[Start of section]

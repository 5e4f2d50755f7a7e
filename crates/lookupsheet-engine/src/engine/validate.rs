//! Literal type validation.
//!
//! Checks a raw value against a column's declared type and returns the value
//! that should be stored. Numeric columns coerce: an `int` column stores
//! `Value::Int` whether it was sent `4`, `4.0` or `"4"`.

use super::{CellError, Column, ColumnType, Value};

/// Validate (and coerce) a literal for `column`.
///
/// Null is valid for every type. Lookup expressions never reach this; they
/// are handled by [`super::resolve_lookup`].
pub fn validate_literal(column: &Column, raw: Value) -> Result<Value, CellError> {
    if raw.is_null() {
        return Ok(Value::Null);
    }

    let found = raw.kind_name();
    let coerced = match column.column_type {
        ColumnType::Boolean => match raw {
            Value::Bool(_) => Some(raw),
            _ => None,
        },
        ColumnType::Int => match raw {
            Value::Int(_) => Some(raw),
            Value::Double(d) => integral(d).map(Value::Int),
            Value::Text(s) => s.parse::<i64>().ok().map(Value::Int),
            _ => None,
        },
        ColumnType::Double => match raw {
            Value::Int(n) => Some(Value::Double(n as f64)),
            Value::Double(_) => Some(raw),
            Value::Text(s) => s
                .trim()
                .parse::<f64>()
                .ok()
                .filter(|d| d.is_finite())
                .map(Value::Double),
            _ => None,
        },
        // Everything is representable as text at export time.
        ColumnType::String => Some(raw),
    };

    coerced.ok_or_else(|| {
        tracing::warn!(
            "Type validation failed for column {}: expected {}, got {}",
            column.name,
            column.column_type,
            found
        );
        CellError::InvalidLiteral {
            column: column.name.clone(),
            expected: column.column_type,
            found,
        }
    })
}

/// `d` as an integer, if it has no fractional part and fits in i64.
fn integral(d: f64) -> Option<i64> {
    const LIMIT: f64 = 9_223_372_036_854_775_808.0; // 2^63
    if d.is_finite() && d.fract() == 0.0 && (-LIMIT..LIMIT).contains(&d) {
        Some(d as i64)
    } else {
        None
    }
}
//! Sheet definition files.
//!
//! A definition is a TOML document with the sheet schema and a list of cell
//! assignments that are replayed, in order, through the normal assignment
//! pipeline:
//!
//! ```toml
//! id = "budget"
//!
//! [[columns]]
//! name = "A"
//! type = "string"
//!
//! [[cells]]
//! column = "A"
//! row = 1
//! value = "Hello, World"
//! ```
//!
//! `id` is optional, as is `value` (a missing value assigns null).

use serde::Deserialize;
use std::path::Path;
use std::sync::Arc;

use crate::error::{Result, SheetError};
use crate::registry::SheetRegistry;
use crate::sheet::Sheet;
use lookupsheet_engine::engine::{Column, Value};

const MAX_DEFINITION_FILE_BYTES: u64 = 1_048_576; // 1 MiB

#[derive(Debug, Deserialize)]
#[serde(deny_unknown_fields)]
pub struct SheetDefinition {
    pub id: Option<String>,
    #[serde(default)]
    pub columns: Vec<ColumnDefinition>,
    #[serde(default)]
    pub cells: Vec<CellAssignment>,
}

/// Column as written in a definition; the type is checked on replay so an
/// unknown type surfaces as an unsupported-type error.
#[derive(Debug, Deserialize)]
#[serde(deny_unknown_fields)]
pub struct ColumnDefinition {
    pub name: String,
    #[serde(rename = "type")]
    pub type_name: String,
}

#[derive(Clone, Debug, PartialEq, Deserialize)]
#[serde(deny_unknown_fields)]
pub struct CellAssignment {
    pub column: String,
    pub row: usize,
    #[serde(default)]
    pub value: Value,
}

/// Whether replay continues after a rejected assignment.
#[derive(Clone, Copy, Debug, Eq, PartialEq)]
pub enum ReplayMode {
    StopOnError,
    KeepGoing,
}

/// An assignment that the pipeline refused.
#[derive(Debug)]
pub struct Rejection {
    pub assignment: CellAssignment,
    pub error: SheetError,
}

/// Outcome of [`replay`].
#[derive(Debug)]
pub struct ReplayReport {
    pub sheet: Arc<Sheet>,
    pub applied: usize,
    pub rejected: Vec<Rejection>,
}

/// Parse a definition from TOML text.
pub fn parse_definition(content: &str) -> Result<SheetDefinition> {
    toml::from_str(content).map_err(|err| SheetError::Definition(err.to_string()))
}

/// Read and parse a definition file.
pub fn load_definition(path: &Path) -> Result<SheetDefinition> {
    let meta = std::fs::metadata(path)?;
    if meta.len() > MAX_DEFINITION_FILE_BYTES {
        return Err(SheetError::Definition(format!(
            "Refusing to read {}: definition file too large ({} bytes, max {})",
            path.display(),
            meta.len(),
            MAX_DEFINITION_FILE_BYTES
        )));
    }
    let content = std::fs::read_to_string(path)?;
    parse_definition(&content).map_err(|err| match err {
        SheetError::Definition(message) => {
            SheetError::Definition(format!("{}: {}", path.display(), message))
        }
        other => other,
    })
}

/// Create the sheet described by `definition` in `registry` and apply its
/// cell assignments in order.
///
/// Errors creating the sheet are returned directly. Rejected assignments
/// are collected in the report; with [`ReplayMode::StopOnError`] replay
/// ends at the first one.
pub fn replay(
    registry: &SheetRegistry,
    definition: SheetDefinition,
    mode: ReplayMode,
) -> Result<ReplayReport> {
    let columns = definition
        .columns
        .iter()
        .map(|c| Column::parse(c.name.as_str(), &c.type_name))
        .collect::<std::result::Result<Vec<_>, _>>()?;
    let sheet = registry.create_sheet(definition.id, columns)?;

    let mut applied = 0;
    let mut rejected = Vec::new();
    for assignment in definition.cells {
        match sheet.set_cell_value(&assignment.column, assignment.row, assignment.value.clone()) {
            Ok(_) => applied += 1,
            Err(error) => {
                tracing::warn!(
                    "Assignment to {}{} rejected: {}",
                    assignment.column,
                    assignment.row,
                    error
                );
                rejected.push(Rejection { assignment, error });
                if mode == ReplayMode::StopOnError {
                    break;
                }
            }
        }
    }

    Ok(ReplayReport {
        sheet,
        applied,
        rejected,
    })
}
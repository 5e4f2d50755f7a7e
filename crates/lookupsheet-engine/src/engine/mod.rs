//! Cell engine API.
//!
//! This module provides the pure pieces of a lookup sheet, with no notion of
//! sheet ids or locking:
//!
//! - [`Cell`], [`CellContents`], [`Value`], [`Grid`] - Data structures for cell storage
//! - [`Column`], [`ColumnType`], [`Schema`] - Declared column types
//! - [`CellRef`] - Cell coordinates (column name + row index)
//! - [`validate_literal`] - Check and coerce a literal against a column type
//! - [`parse_lookup`], [`resolve_lookup`] - Lookup expression handling
//! - [`detect_cycle`] - Reference cycle detection before commit
//! - [`propagate`] - Refresh cached values of dependent lookup cells
//! - [`format_value`] - Format values for export

mod cell;
mod cell_ref;
mod cycle;
mod error;
mod format;
mod lookup;
mod propagate;
mod schema;
mod validate;

pub use cell::{Cell, CellContents, Grid, Value};
pub use cell_ref::CellRef;
pub use cycle::detect_cycle;
pub use error::CellError;
pub use format::{format_double, format_value};
pub use lookup::{lookup_expression, parse_lookup, resolve_lookup};
pub use propagate::{dependents_index, propagate};
pub use schema::{Column, ColumnType, Schema};
pub use validate::validate_literal;
//! Error types for cell assignment.

use thiserror::Error;

use super::{CellRef, ColumnType};

/// Reasons a single cell assignment can be rejected by the engine.
#[derive(Error, Debug, Clone, PartialEq)]
pub enum CellError {
    #[error("Invalid lookup function format: {expression}")]
    Parse { expression: String },

    #[error("Referenced column not found: {column}")]
    UnknownColumn { column: String },

    #[error("Expected {expected} value for column {column}, got {found}")]
    InvalidLiteral {
        column: String,
        expected: ColumnType,
        found: &'static str,
    },

    #[error("Type mismatch: cannot set lookup from {from} to {to}")]
    LookupTypeMismatch { from: ColumnType, to: ColumnType },

    #[error("Unsupported column type: {name}")]
    UnsupportedType { name: String },

    #[error("Cycle detected in cell references: {}", format_path(.path))]
    Cycle { path: Vec<CellRef> },
}

fn format_path(path: &[CellRef]) -> String {
    path.iter()
        .map(|r| r.to_string())
        .collect::<Vec<_>>()
        .join(" -> ")
}
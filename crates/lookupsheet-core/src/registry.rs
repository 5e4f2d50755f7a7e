//! Process-wide map of sheet ids to sheets.
//!
//! The registry is constructed once at startup and passed to whatever
//! serves requests; there is no global instance. Lookups and inserts for
//! different sheets only contend on a `DashMap` shard, never on each other's
//! cell stores.

use dashmap::DashMap;
use dashmap::mapref::entry::Entry;
use std::sync::Arc;

use crate::error::{Result, SheetError};
use crate::sheet::Sheet;
use crate::storage::to_csv;
use lookupsheet_engine::engine::{Cell, Column, Schema, Value};

/// Shared store of all sheets.
#[derive(Debug, Default)]
pub struct SheetRegistry {
    sheets: DashMap<String, Arc<Sheet>>,
}

impl SheetRegistry {
    pub fn new() -> Self {
        Self::default()
    }

    /// Create a sheet with the given columns.
    ///
    /// With no id (or an empty one) a random UUID is assigned. A caller
    /// supplied id that is already taken fails with [`SheetError::DuplicateId`].
    pub fn create_sheet(&self, id: Option<String>, columns: Vec<Column>) -> Result<Arc<Sheet>> {
        let id = match id.filter(|id| !id.is_empty()) {
            Some(id) => {
                tracing::info!("Creating new sheet with custom ID: {}", id);
                id
            }
            None => {
                let id = uuid::Uuid::new_v4().to_string();
                tracing::info!("Creating new sheet with auto-generated ID: {}", id);
                id
            }
        };

        let schema = Schema::new(columns);
        if let Some(name) = schema.duplicate_name() {
            tracing::warn!("Column {} declared twice for sheet: {}", name, id);
            return Err(SheetError::DuplicateColumn(name.to_string()));
        }

        match self.sheets.entry(id) {
            Entry::Occupied(slot) => {
                tracing::warn!("Attempt to create sheet with existing ID: {}", slot.key());
                Err(SheetError::DuplicateId(slot.key().clone()))
            }
            Entry::Vacant(slot) => {
                let sheet = Arc::new(Sheet::new(slot.key().clone(), schema));
                tracing::debug!(
                    "Created sheet with ID: {}, columns: {}",
                    sheet.id(),
                    sheet.columns().len()
                );
                slot.insert(sheet.clone());
                Ok(sheet)
            }
        }
    }

    pub fn get_sheet(&self, id: &str) -> Option<Arc<Sheet>> {
        let sheet = self.sheets.get(id).map(|entry| entry.value().clone());
        if sheet.is_none() {
            tracing::debug!("Sheet not found with ID: {}", id);
        }
        sheet
    }

    fn require_sheet(&self, id: &str) -> Result<Arc<Sheet>> {
        self.get_sheet(id).ok_or_else(|| {
            tracing::warn!("Sheet not found with ID: {}", id);
            SheetError::SheetNotFound(id.to_string())
        })
    }

    /// Assign a value to a cell of the sheet `sheet_id`.
    /// See [`Sheet::set_cell_value`] for the rules.
    pub fn set_cell_value(
        &self,
        sheet_id: &str,
        column: &str,
        row: usize,
        raw: Value,
    ) -> Result<Cell> {
        // Clone the Arc out so the map shard is not held during the write.
        let sheet = self.require_sheet(sheet_id)?;
        sheet.set_cell_value(column, row, raw)
    }

    /// CSV export of the sheet `sheet_id`.
    pub fn export_csv(&self, sheet_id: &str) -> Result<String> {
        let sheet = self.require_sheet(sheet_id)?;
        Ok(to_csv(&sheet))
    }

    /// Ids of all sheets, sorted.
    pub fn ids(&self) -> Vec<String> {
        let mut ids: Vec<String> = self.sheets.iter().map(|e| e.key().clone()).collect();
        ids.sort();
        ids
    }

    pub fn len(&self) -> usize {
        self.sheets.len()
    }

    pub fn is_empty(&self) -> bool {
        self.sheets.is_empty()
    }
}
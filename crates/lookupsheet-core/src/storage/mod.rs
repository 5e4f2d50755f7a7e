//! Sheet export.

mod csv;

pub use csv::{to_csv, write_csv};
//! Lookupsheet - build a sheet from a definition file and export it as CSV

use anyhow::{Context, Result, bail};
use clap::Parser;
use lookupsheet_core::storage::{to_csv, write_csv};
use lookupsheet_core::{ReplayMode, SheetRegistry, load_definition, replay};
use std::path::PathBuf;
use tracing_subscriber::EnvFilter;

#[derive(Parser)]
#[command(name = "lookupsheet")]
#[command(
    author,
    version,
    about = "Replay a sheet definition (columns + cell assignments) and export it as CSV"
)]
struct Cli {
    /// Sheet definition file (.toml)
    file: PathBuf,

    /// Output CSV file (default: stdout)
    #[arg(short, long)]
    output: Option<PathBuf>,

    /// Report rejected assignments and continue instead of failing
    #[arg(long)]
    keep_going: bool,

    /// Log filter, e.g. `debug` or `lookupsheet_core=trace` (default: RUST_LOG, else `warn`)
    #[arg(long)]
    log_level: Option<String>,
}

fn init_logging(level: Option<&str>) {
    let filter = match level {
        Some(level) => EnvFilter::new(level),
        None => EnvFilter::try_from_default_env().unwrap_or_else(|_| EnvFilter::new("warn")),
    };
    tracing_subscriber::fmt()
        .with_env_filter(filter)
        .with_writer(std::io::stderr)
        .init();
}

fn main() -> Result<()> {
    let cli = Cli::parse();
    init_logging(cli.log_level.as_deref());

    let definition = load_definition(&cli.file)
        .with_context(|| format!("Failed to load {}", cli.file.display()))?;
    tracing::debug!(
        "Loaded {}: {} column(s), {} assignment(s)",
        cli.file.display(),
        definition.columns.len(),
        definition.cells.len()
    );

    let mode = if cli.keep_going {
        ReplayMode::KeepGoing
    } else {
        ReplayMode::StopOnError
    };

    let registry = SheetRegistry::new();
    let report = replay(&registry, definition, mode).context("Failed to create sheet")?;
    tracing::info!(
        "Sheet {}: {} applied, {} rejected",
        report.sheet.id(),
        report.applied,
        report.rejected.len()
    );

    for rejection in &report.rejected {
        let a = &rejection.assignment;
        if !cli.keep_going {
            bail!(
                "Cell {}{} rejected ({}): {}",
                a.column,
                a.row,
                rejection.error.kind().as_str(),
                rejection.error
            );
        }
        eprintln!(
            "Warning: cell {}{} rejected ({}): {}",
            a.column,
            a.row,
            rejection.error.kind().as_str(),
            rejection.error
        );
    }

    match cli.output {
        Some(path) => {
            write_csv(&path, &report.sheet)
                .with_context(|| format!("Failed to write {}", path.display()))?;
            println!(
                "Exported sheet {} ({} cell(s)) to {}",
                report.sheet.id(),
                report.applied,
                path.display()
            );
        }
        None => print!("{}", to_csv(&report.sheet)),
    }

    Ok(())
}
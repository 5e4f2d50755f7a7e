use lookupsheet_engine::engine::{Cell, CellRef, Column, Grid, Schema};
use std::sync::{RwLock, RwLockReadGuard, RwLockWriteGuard};

/// One sheet: an immutable id and schema plus its cell store.
///
/// The cell store sits behind an `RwLock`; every assignment (validate,
/// commit, propagate) holds the write lock for its whole duration, so two
/// writers to the same sheet never interleave.
#[derive(Debug)]
pub struct Sheet {
    id: String,
    schema: Schema,
    grid: RwLock<Grid>,
}

impl Sheet {
    /// Create an empty sheet. Id uniqueness is the registry's concern.
    pub fn new(id: impl Into<String>, schema: Schema) -> Self {
        Sheet {
            id: id.into(),
            schema,
            grid: RwLock::new(Grid::new()),
        }
    }

    pub fn id(&self) -> &str {
        &self.id
    }

    pub fn schema(&self) -> &Schema {
        &self.schema
    }

    pub fn columns(&self) -> &[Column] {
        self.schema.columns()
    }

    /// Current state of one cell, or `None` if it was never written.
    pub fn cell(&self, column: &str, row: usize) -> Option<Cell> {
        self.read_grid().get(&CellRef::new(column, row)).cloned()
    }

    /// All cells, ordered by row and then by column position in the schema.
    pub fn cells(&self) -> Vec<Cell> {
        let grid = self.read_grid();
        let position = |name: &str| self.schema.names().position(|n| n == name);
        let mut cells: Vec<Cell> = grid.values().cloned().collect();
        cells.sort_by(|a, b| {
            a.at.row
                .cmp(&b.at.row)
                .then_with(|| position(&a.at.column).cmp(&position(&b.at.column)))
        });
        cells
    }

    /// Number of cells that have been written.
    pub fn len(&self) -> usize {
        self.read_grid().len()
    }

    pub fn is_empty(&self) -> bool {
        self.len() == 0
    }

    // A panic while holding the lock cannot leave a half-written cell: the
    // grid is only touched by a single insert and cached-value refreshes.
    pub(crate) fn read_grid(&self) -> RwLockReadGuard<'_, Grid> {
        self.grid.read().unwrap_or_else(|poisoned| poisoned.into_inner())
    }

    pub(crate) fn write_grid(&self) -> RwLockWriteGuard<'_, Grid> {
        self.grid.write().unwrap_or_else(|poisoned| poisoned.into_inner())
    }
}
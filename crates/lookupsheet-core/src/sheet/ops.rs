use super::Sheet;
use crate::error::{Result, SheetError};
use lookupsheet_engine::engine::{
    Cell, CellError, CellRef, Value, detect_cycle, lookup_expression, propagate, resolve_lookup,
    validate_literal,
};

impl Sheet {
    /// Assign `raw` to the cell at `column`/`row`.
    ///
    /// Strings starting with `lookup(` are lookup expressions; everything
    /// else is a literal checked against the column type. Nothing is written
    /// unless every check passes. On success the new cell is committed, all
    /// lookup cells depending on it are refreshed, and the committed cell is
    /// returned.
    pub fn set_cell_value(&self, column: &str, row: usize, raw: Value) -> Result<Cell> {
        tracing::info!(
            "Setting cell value in sheet: {}, column: {}, row: {}",
            self.id(),
            column,
            row
        );

        let Some(own) = self.schema().column(column) else {
            tracing::warn!("Column not found: {} in sheet: {}", column, self.id());
            return Err(SheetError::ColumnNotFound(column.to_string()));
        };
        let at = CellRef::new(column, row);

        let mut grid = self.write_grid();

        let cell = match lookup_expression(&raw) {
            Some(expression) => {
                tracing::debug!("Processing lookup function: {}", expression);
                resolve_lookup(self.schema(), own, &at, expression, &grid)?
            }
            None => {
                tracing::debug!(
                    "Validating {} value against column type: {}",
                    raw.kind_name(),
                    own.column_type
                );
                Cell::literal(at.clone(), validate_literal(own, raw)?)
            }
        };

        if let Some(target) = cell.lookup_target()
            && let Some(path) = detect_cycle(&at, target, &grid)
        {
            return Err(CellError::Cycle { path }.into());
        }

        grid.insert(at.clone(), cell.clone());
        tracing::info!("Cell {} set successfully in sheet: {}", at, self.id());

        let updated = propagate(&mut grid, &at);
        if !updated.is_empty() {
            tracing::debug!("Updated {} dependent cell(s) of {}", updated.len(), at);
        }

        Ok(cell)
    }
}
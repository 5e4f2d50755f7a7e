//! Cell coordinates.
//!
//! A cell is addressed by the *name* of its column plus a row index, not by
//! a column position. Column names come from the sheet schema, so a
//! [`CellRef`] is only meaningful relative to one sheet.
//!
//! # Examples
//!
//! ```
//! use lookupsheet_engine::engine::CellRef;
//!
//! let cell = CellRef::new("B", 3);
//! assert_eq!(cell.column, "B");
//! assert_eq!(cell.row, 3);
//! assert_eq!(cell.to_string(), "B3");
//! ```

use serde::{Deserialize, Serialize};
use std::fmt;

/// A reference to a cell by column name and row index.
#[derive(Clone, Debug, Hash, Eq, PartialEq, Ord, PartialOrd, Serialize, Deserialize)]
pub struct CellRef {
    pub column: String,
    pub row: usize,
}

impl CellRef {
    pub fn new(column: impl Into<String>, row: usize) -> CellRef {
        CellRef {
            column: column.into(),
            row,
        }
    }

    /// True if this reference points at `column`/`row`.
    pub fn is(&self, column: &str, row: usize) -> bool {
        self.column == column && self.row == row
    }
}

impl fmt::Display for CellRef {
    fn fmt(&self, f: &mut fmt::Formatter<'_>) -> fmt::Result {
        write!(f, "{}{}", self.column, self.row)
    }
}
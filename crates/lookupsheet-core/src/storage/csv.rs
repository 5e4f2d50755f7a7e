//! CSV export functionality

use crate::error::Result;
use crate::sheet::Sheet;
use lookupsheet_engine::engine::{CellRef, Value, format_value};
use std::collections::BTreeSet;
use std::path::Path;

/// Render a sheet as CSV.
///
/// The header is `Row,` followed by the column names in schema order. There
/// is one data row per row index that has at least one cell, in ascending
/// order, starting with the row index. Missing cells are empty fields.
pub fn to_csv(sheet: &Sheet) -> String {
    tracing::debug!("Converting sheet to CSV format: {}", sheet.id());
    let grid = sheet.read_grid();
    let columns = sheet.columns();

    let names: Vec<&str> = columns.iter().map(|c| c.name.as_str()).collect();
    let mut out = format!("Row,{}\n", names.join(","));

    let rows: BTreeSet<usize> = grid.keys().map(|cell_ref| cell_ref.row).collect();
    for row in rows {
        let mut fields = Vec::with_capacity(columns.len());
        for column in columns {
            let field = grid
                .get(&CellRef::new(column.name.as_str(), row))
                .map(|cell| escape_csv_field(cell.value()))
                .unwrap_or_default();
            fields.push(field);
        }
        out.push_str(&format!("{},{}\n", row, fields.join(",")));
    }

    out
}

/// Export a sheet to a CSV file.
pub fn write_csv(path: &Path, sheet: &Sheet) -> Result<()> {
    std::fs::write(path, to_csv(sheet))?;
    Ok(())
}

/// Text containing a comma is wrapped in double quotes; nothing else is escaped.
fn escape_csv_field(value: &Value) -> String {
    let field = format_value(value);
    match value {
        Value::Text(s) if s.contains(',') => format!("\"{}\"", field),
        _ => field,
    }
}
//! Sheet state and the cell assignment pipeline.

mod ops;
mod state;

pub use state::Sheet;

[End of section]

**PROBLEM**
With no other words, report how many lines in the entries hold the string "SheetDefinition".

**TASK OUTPUT**
4